Every line from the start of the records below to the line containing "use crate::types::Xlen;" should be retyped exactly, that line included, and no others.

------------------------------------------------------------------------

// Licensed under the Apache-2.0 license

//! Compilation options.
//!
//! [`CompileConfig`] selects the width profile to compile and carries a
//! [`LegalizeFilter`] naming registers that are declared to the dispatch
//! tables but get no legalization procedures of their own.

use crate::types::Xlen;

/// Free-running counters that are defined but never legalized.
pub const DEFAULT_SKIPPED: [&str; 10] = [
    "mcycle",
    "mcycleh",
    "time",
    "timeh",
    "minstret",
    "minstreth",
    "cycle",
    "cycleh",
    "instret",
    "instreth",
];

/// Registers excluded from legalization.
///
/// A skipped register still answers `is_defined` and appears in the name
/// map, but has no procedures, no read/write entries and no reset value.
///
/// # Example
///
/// ```
/// use registers_warl::config::LegalizeFilter;
///
/// let filter = LegalizeFilter::with_defaults().skip("mscratch");
/// assert!(filter.should_skip("MCYCLE"));
/// assert!(filter.should_skip("mscratch"));
/// assert!(!filter.should_skip("mstatus"));
/// ```
#[derive(Clone, Debug, Default, PartialEq, Eq)]
pub struct LegalizeFilter {
    /// Lowercased register names.
    pub skip_names: Vec<String>,
}

impl LegalizeFilter {
    /// A filter that skips nothing.
    pub fn none() -> Self {
        Self::default()
    }

    /// A filter that skips the free-running counters.
    pub fn with_defaults() -> Self {
        Self {
            skip_names: DEFAULT_SKIPPED.iter().map(|n| n.to_string()).collect(),
        }
    }

    /// Skip another register (case-insensitive).
    pub fn skip(mut self, name: &str) -> Self {
        self.skip_names.push(name.to_lowercase());
        self
    }

    pub fn should_skip(&self, name: &str) -> bool {
        let name = name.to_lowercase();
        self.skip_names.iter().any(|n| *n == name)
    }
}

/// Options for one compilation run.
///
/// # Example
///
/// ```
/// use registers_warl::config::{CompileConfig, LegalizeFilter};
/// use registers_warl::Xlen;
///
/// let config = CompileConfig::new(Xlen::Rv32).with_filter(LegalizeFilter::none());
/// assert_eq!(config.xlen, Xlen::Rv32);
/// assert!(!config.filter.should_skip("mcycle"));
/// ```
#[derive(Clone, Debug, PartialEq, Eq)]
pub struct CompileConfig {
    pub xlen: Xlen,
    pub filter: LegalizeFilter,
}

impl Default for CompileConfig {
    fn default() -> Self {
        Self::new(Xlen::default())
    }
}

impl CompileConfig {
    /// Compiles `xlen` with the default filter.
    pub fn new(xlen: Xlen) -> Self {
        Self {
            xlen,
            filter: LegalizeFilter::with_defaults(),
        }
    }

    pub fn with_filter(mut self, filter: LegalizeFilter) -> Self {
        self.filter = filter;
        self
    }

    /// Adds a register to the current filter.
    pub fn skip(mut self, name: &str) -> Self {
        self.filter = self.filter.skip(name);
        self
    }
}

#[cfg(test)]
mod tests {
    use super::*;

    #[test]
    fn test_default_filter() {
        let filter = LegalizeFilter::with_defaults();
        for name in DEFAULT_SKIPPED {
            assert!(filter.should_skip(name));
        }
        assert!(filter.should_skip("InstRetH"));
        assert!(!filter.should_skip("mepc"));
    }

    #[test]
    fn test_empty_filter() {
        let filter = LegalizeFilter::none();
        assert!(!filter.should_skip("mcycle"));
    }

    #[test]
    fn test_config_builder() {
        let config = CompileConfig::default().skip("MSCRATCH");
        assert_eq!(config.xlen, Xlen::Rv64);
        assert!(config.filter.should_skip("mscratch"));
        assert!(config.filter.should_skip("time"));

        let config = CompileConfig::new(Xlen::Rv32)
            .with_filter(LegalizeFilter::none())
            .skip("mepc");
        assert_eq!(config.filter.skip_names, vec!["mepc".to_string()]);
    }
}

------------------------------------------------------------------------

Answer to the problem
// Licensed under the Apache-2.0 license

//! Compilation options.
//!
//! [`CompileConfig`] selects the width profile to compile and carries a
//! [`LegalizeFilter`] naming registers that are declared to the dispatch
//! tables but get no legalization procedures of their own.

use crate::types::Xlen;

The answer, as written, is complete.